The representative, Diaa Omar said that despite an increase in the income of members of the police force, the ministry intends to raise salaries even more, without exceeding the maximum wage.

He added that the ministry’s spending has increased because increased confrontations on the streets require an increased security presence.

Malek Adly, a lawyer at the Egyptian Centre for Social and Economic Rights, said that the representative’s remarks are merely a continuation of the ministry’s nonsensical outlook. He said that this stems from a “security mindset”.  He believes policemen should not be rewarded for these confrontations on the streets. “This is his job… it is the ministry’s problem,” the lawyer said.

Adly said rewarding them is just like rewarding a child who passed an exam after taking it a second time.

“We have other problems” in infrastructure, environment, and education among others, he said, suggesting that EGP 2bn could be used to try and fix them.
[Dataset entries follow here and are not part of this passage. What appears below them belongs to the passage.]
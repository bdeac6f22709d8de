//! Item catalog: the farm's inventory records.
//!
//! The catalog owns item rows exclusively. Name, kind, and unit price may be
//! edited at any time; quantity is a direct edit only until the first ledger
//! transaction references the item, after which stock is recomputed solely by
//! the ledger.

use crate::core::broker::DbBroker;
use crate::core::db;
use crate::core::error::{GranaryError, Result};
use crate::core::money;
use crate::core::store::Store;
use crate::core::time;
use crate::plugins::OutputFormat;
use clap::{Parser, Subcommand, ValueEnum};
use rusqlite::{params, Connection, OptionalExtension, Row};
use rust_decimal::Decimal;
use serde::{Deserialize, Serialize};

#[derive(Copy, Clone, Debug, Eq, PartialEq, Serialize, Deserialize, ValueEnum)]
#[serde(rename_all = "lowercase")]
pub enum ItemKind {
    Crop,
    Seed,
    Fertilizer,
    Equipment,
}

impl ItemKind {
    pub fn as_str(&self) -> &'static str {
        match self {
            ItemKind::Crop => "crop",
            ItemKind::Seed => "seed",
            ItemKind::Fertilizer => "fertilizer",
            ItemKind::Equipment => "equipment",
        }
    }

    fn from_db(raw: &str) -> Result<Self> {
        match raw {
            "crop" => Ok(ItemKind::Crop),
            "seed" => Ok(ItemKind::Seed),
            "fertilizer" => Ok(ItemKind::Fertilizer),
            "equipment" => Ok(ItemKind::Equipment),
            other => Err(GranaryError::Validation(format!(
                "unknown item kind '{}'",
                other
            ))),
        }
    }
}

#[derive(Serialize, Deserialize, Debug, Clone)]
pub struct Item {
    pub id: String,
    pub name: String,
    pub kind: ItemKind,
    pub quantity: i64,
    pub unit_price: Decimal,
    pub created_at: String,
    pub updated_at: String,
}

/// Optional fields for `update_item`; `None` leaves a field untouched.
#[derive(Debug, Default, Clone)]
pub struct ItemPatch {
    pub name: Option<String>,
    pub kind: Option<ItemKind>,
    pub quantity: Option<i64>,
    pub unit_price: Option<Decimal>,
}

fn item_from_row(row: &Row<'_>) -> Result<Item> {
    let kind_raw: String = row.get(2)?;
    let price_raw: String = row.get(4)?;
    Ok(Item {
        id: row.get(0)?,
        name: row.get(1)?,
        kind: ItemKind::from_db(&kind_raw)?,
        quantity: row.get(3)?,
        unit_price: money::decimal_from_db(&price_raw)?,
        created_at: row.get(5)?,
        updated_at: row.get(6)?,
    })
}

const ITEM_COLUMNS: &str = "id, name, kind, quantity, unit_price, created_at, updated_at";

pub(crate) fn fetch_item(conn: &Connection, id: &str) -> Result<Option<Item>> {
    let mut stmt = conn.prepare(&format!("SELECT {} FROM items WHERE id = ?1", ITEM_COLUMNS))?;
    let mut rows = stmt.query(params![id])?;
    match rows.next()? {
        Some(row) => Ok(Some(item_from_row(row)?)),
        None => Ok(None),
    }
}

fn has_ledger_entries(conn: &Connection, item_id: &str) -> Result<bool> {
    let seq: Option<i64> = conn
        .query_row(
            "SELECT seq FROM ledger_entries WHERE item_id = ?1 LIMIT 1",
            params![item_id],
            |row| row.get(0),
        )
        .optional()
        .map_err(GranaryError::Rusqlite)?;
    Ok(seq.is_some())
}

fn check_price(unit_price: Decimal) -> Result<()> {
    if unit_price < Decimal::ZERO {
        return Err(GranaryError::Validation(
            "unit_price must not be negative".into(),
        ));
    }
    Ok(())
}

pub fn add_item(
    store: &Store,
    name: &str,
    kind: ItemKind,
    quantity: i64,
    unit_price: Decimal,
) -> Result<Item> {
    if quantity < 0 {
        return Err(GranaryError::InvalidQuantity {
            field: "quantity",
            value: quantity,
        });
    }
    check_price(unit_price)?;

    let broker = DbBroker::new(&store.root);
    let db_path = db::farm_db_path(&store.root);
    let id = time::new_record_id("ITM");
    let ts = time::now_ts();

    broker.with_conn(&db_path, "granary", "item.add", |conn| {
        db::ensure_schema(conn)?;
        conn.execute(
            "INSERT INTO items(id, name, kind, quantity, unit_price, created_at, updated_at)
             VALUES(?1, ?2, ?3, ?4, ?5, ?6, ?6)",
            params![id, name, kind.as_str(), quantity, unit_price.to_string(), ts],
        )?;
        fetch_item(conn, &id)?.ok_or_else(|| GranaryError::NotFound(format!("item {}", id)))
    })
}

pub fn get_item(store: &Store, id: &str) -> Result<Item> {
    let broker = DbBroker::new(&store.root);
    let db_path = db::farm_db_path(&store.root);

    broker.with_conn(&db_path, "granary", "item.get", |conn| {
        db::ensure_schema(conn)?;
        fetch_item(conn, id)?.ok_or_else(|| GranaryError::NotFound(format!("item {}", id)))
    })
}

pub fn list_items(store: &Store) -> Result<Vec<Item>> {
    let broker = DbBroker::new(&store.root);
    let db_path = db::farm_db_path(&store.root);

    broker.with_conn(&db_path, "granary", "item.list", |conn| {
        db::ensure_schema(conn)?;
        let mut stmt =
            conn.prepare(&format!("SELECT {} FROM items ORDER BY name", ITEM_COLUMNS))?;
        let mut rows = stmt.query([])?;
        let mut out = Vec::new();
        while let Some(row) = rows.next()? {
            out.push(item_from_row(row)?);
        }
        Ok(out)
    })
}

pub fn update_item(store: &Store, id: &str, patch: &ItemPatch) -> Result<Item> {
    if let Some(quantity) = patch.quantity {
        if quantity < 0 {
            return Err(GranaryError::InvalidQuantity {
                field: "quantity",
                value: quantity,
            });
        }
    }
    if let Some(price) = patch.unit_price {
        check_price(price)?;
    }

    let broker = DbBroker::new(&store.root);
    let db_path = db::farm_db_path(&store.root);
    let ts = time::now_ts();

    broker.with_conn(&db_path, "granary", "item.update", |conn| {
        db::ensure_schema(conn)?;
        let existing = fetch_item(conn, id)?
            .ok_or_else(|| GranaryError::NotFound(format!("item {}", id)))?;

        if patch.quantity.is_some() && has_ledger_entries(conn, id)? {
            return Err(GranaryError::Validation(format!(
                "quantity of item {} is ledger-owned (transactions exist); record a buy or sell instead",
                id
            )));
        }

        let name = patch.name.as_deref().unwrap_or(&existing.name);
        let kind = patch.kind.unwrap_or(existing.kind);
        let quantity = patch.quantity.unwrap_or(existing.quantity);
        let unit_price = patch.unit_price.unwrap_or(existing.unit_price);

        conn.execute(
            "UPDATE items SET name = ?1, kind = ?2, quantity = ?3, unit_price = ?4, updated_at = ?5
             WHERE id = ?6",
            params![name, kind.as_str(), quantity, unit_price.to_string(), ts, id],
        )?;
        fetch_item(conn, id)?.ok_or_else(|| GranaryError::NotFound(format!("item {}", id)))
    })
}

pub fn delete_item(store: &Store, id: &str) -> Result<()> {
    let broker = DbBroker::new(&store.root);
    let db_path = db::farm_db_path(&store.root);

    broker.with_conn(&db_path, "granary", "item.delete", |conn| {
        db::ensure_schema(conn)?;
        if fetch_item(conn, id)?.is_none() {
            return Err(GranaryError::NotFound(format!("item {}", id)));
        }
        if has_ledger_entries(conn, id)? {
            return Err(GranaryError::Validation(format!(
                "item {} has ledger history and cannot be deleted",
                id
            )));
        }
        conn.execute("DELETE FROM items WHERE id = ?1", params![id])?;
        Ok(())
    })
}

// ===== CLI surface =====

#[derive(Parser, Debug)]
#[clap(name = "item", about = "Manage catalog items.")]
pub struct CatalogCli {
    /// Output format for this command group.
    #[clap(long, global = true, value_enum, default_value = "text")]
    format: OutputFormat,
    #[clap(subcommand)]
    command: CatalogCommand,
}

#[derive(Subcommand, Debug)]
pub enum CatalogCommand {
    /// Add a new item to the catalog.
    Add {
        #[clap(value_name = "NAME")]
        name: String,
        #[clap(long, value_enum)]
        kind: ItemKind,
        /// Opening stock on hand.
        #[clap(long, default_value = "0")]
        quantity: i64,
        #[clap(long, default_value = "0")]
        price: Decimal,
    },
    /// List all items.
    List,
    /// Get an item by id.
    Get {
        #[clap(long)]
        id: String,
    },
    /// Edit an item. Quantity edits are rejected once the item has been traded.
    Update {
        #[clap(long)]
        id: String,
        #[clap(long)]
        name: Option<String>,
        #[clap(long, value_enum)]
        kind: Option<ItemKind>,
        #[clap(long)]
        quantity: Option<i64>,
        #[clap(long)]
        price: Option<Decimal>,
    },
    /// Delete an item with no ledger history.
    Delete {
        #[clap(long)]
        id: String,
    },
}

pub fn run_catalog_cli(store: &Store, cli: CatalogCli) -> Result<()> {
    let out = match &cli.command {
        CatalogCommand::Add {
            name,
            kind,
            quantity,
            price,
        } => {
            let item = add_item(store, name, *kind, *quantity, *price)?;
            time::command_envelope("item.add", "ok", serde_json::json!({ "item": item }))
        }
        CatalogCommand::List => {
            let items = list_items(store)?;
            time::command_envelope("item.list", "ok", serde_json::json!({ "items": items }))
        }
        CatalogCommand::Get { id } => {
            let item = get_item(store, id)?;
            time::command_envelope("item.get", "ok", serde_json::json!({ "item": item }))
        }
        CatalogCommand::Update {
            id,
            name,
            kind,
            quantity,
            price,
        } => {
            let patch = ItemPatch {
                name: name.clone(),
                kind: *kind,
                quantity: *quantity,
                unit_price: *price,
            };
            let item = update_item(store, id, &patch)?;
            time::command_envelope("item.update", "ok", serde_json::json!({ "item": item }))
        }
        CatalogCommand::Delete { id } => {
            delete_item(store, id)?;
            time::command_envelope("item.delete", "ok", serde_json::json!({ "id": id }))
        }
    };

    match cli.format {
        OutputFormat::Json => println!("{}", serde_json::to_string_pretty(&out).unwrap()),
        OutputFormat::Text => match &cli.command {
            CatalogCommand::List => {
                let items = out.get("items").and_then(|v| v.as_array());
                match items {
                    Some(arr) if !arr.is_empty() => {
                        println!("Items:");
                        for v in arr {
                            let id = v.get("id").and_then(|x| x.as_str()).unwrap_or("?");
                            let name = v.get("name").and_then(|x| x.as_str()).unwrap_or("");
                            let kind = v.get("kind").and_then(|x| x.as_str()).unwrap_or("?");
                            let qty = v.get("quantity").and_then(|x| x.as_i64()).unwrap_or(0);
                            let price = v.get("unit_price").and_then(|x| x.as_str()).unwrap_or("0");
                            println!("- {} [{}] {} (qty: {}, price: {})", id, kind, name, qty, price);
                        }
                    }
                    _ => println!("No items found."),
                }
            }
            _ => println!("{}", serde_json::to_string(&out).unwrap()),
        },
    }

    Ok(())
}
“This is why we have filed a lawsuit to allow the Egyptian public to decide where the money goes… so that the budget is part of a social discussion,” he said. The case is currently being circulated in the court system.

Currently, policemen who supervise student exams are paid by both the Ministry of Education and the Ministry of Interior. Those who perform services for the Tourism Ministry are also paid by both ministries; the same applies for police officers who perform services for the ministries of finance or electricity.

Omar said the Police Act allows policemen to be rewarded by banks and other institutions outside the ministry as long as the sources are legal.

“This was one of the problems we faced when we were working on an initiative to restructure the Interior Ministry,” Adly said. “This is a burden on the economy…. These are huge amounts of money.”